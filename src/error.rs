use axum::{
    http::StatusCode,
    response::{IntoResponse, Response},
    Json,
};
use serde_json::json;

/// Application-level errors
///
/// `InvalidInput` and `MissingCredential` are pre-I/O failures: both are
/// checked and reported before any network call is attempted. `Upstream`
/// covers non-success responses from the catalog or completion providers.
/// An empty recommendation list is not an error and never appears here.
#[derive(thiserror::Error, Debug)]
pub enum AppError {
    #[error("Cache error: {0}")]
    Cache(#[from] redis::RedisError),

    #[error("HTTP client error: {0}")]
    HttpClient(#[from] reqwest::Error),

    #[error("Not found: {0}")]
    NotFound(String),

    #[error("Invalid input: {0}")]
    InvalidInput(String),

    #[error("Missing credential: {0}")]
    MissingCredential(String),

    #[error("Upstream error: {0}")]
    Upstream(String),

    #[error("Internal server error: {0}")]
    Internal(String),
}

impl IntoResponse for AppError {
    fn into_response(self) -> Response {
        let (status, message) = match self {
            AppError::NotFound(msg) => (StatusCode::NOT_FOUND, msg),
            AppError::InvalidInput(msg) => (StatusCode::BAD_REQUEST, msg),
            AppError::MissingCredential(msg) => (StatusCode::UNAUTHORIZED, msg),
            AppError::Cache(_) | AppError::Internal(_) => {
                (StatusCode::INTERNAL_SERVER_ERROR, self.to_string())
            }
            AppError::Upstream(msg) => (StatusCode::BAD_GATEWAY, msg),
            AppError::HttpClient(_) => (StatusCode::BAD_GATEWAY, self.to_string()),
        };

        let body = Json(json!({
            "error": message
        }));

        (status, body).into_response()
    }
}

pub type AppResult<T> = Result<T, AppError>;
════════════════
ABOUT THIS TASK:
Transcribe the data in full, keeping every detail.

TASK RESULT:
filename src/error.rs
use axum::{
    http::StatusCode,
    response::{IntoResponse, Response},
    Json,
};
use serde_json::json;

/// Application-level errors
///
/// `InvalidInput` and `MissingCredential` are pre-I/O failures: both are
/// checked and reported before any network call is attempted. `Upstream`
/// covers non-success responses from the catalog or completion providers.
/// An empty recommendation list is not an error and never appears here.
#[derive(thiserror::Error, Debug)]
pub enum AppError {
    #[error("Cache error: {0}")]
    Cache(#[from] redis::RedisError),

    #[error("HTTP client error: {0}")]
    HttpClient(#[from] reqwest::Error),

    #[error("Not found: {0}")]
    NotFound(String),

    #[error("Invalid input: {0}")]
    InvalidInput(String),

    #[error("Missing credential: {0}")]
    MissingCredential(String),

    #[error("Upstream error: {0}")]
    Upstream(String),

    #[error("Internal server error: {0}")]
    Internal(String),
}

impl IntoResponse for AppError {
    fn into_response(self) -> Response {
        let (status, message) = match self {
            AppError::NotFound(msg) => (StatusCode::NOT_FOUND, msg),
            AppError::InvalidInput(msg) => (StatusCode::BAD_REQUEST, msg),
            AppError::MissingCredential(msg) => (StatusCode::UNAUTHORIZED, msg),
            AppError::Cache(_) | AppError::Internal(_) => {
                (StatusCode::INTERNAL_SERVER_ERROR, self.to_string())
            }
            AppError::Upstream(msg) => (StatusCode::BAD_GATEWAY, msg),
            AppError::HttpClient(_) => (StatusCode::BAD_GATEWAY, self.to_string()),
        };

        let body = Json(json!({
            "error": message
        }));

        (status, body).into_response()
    }
}

pub type AppResult<T> = Result<T, AppError>;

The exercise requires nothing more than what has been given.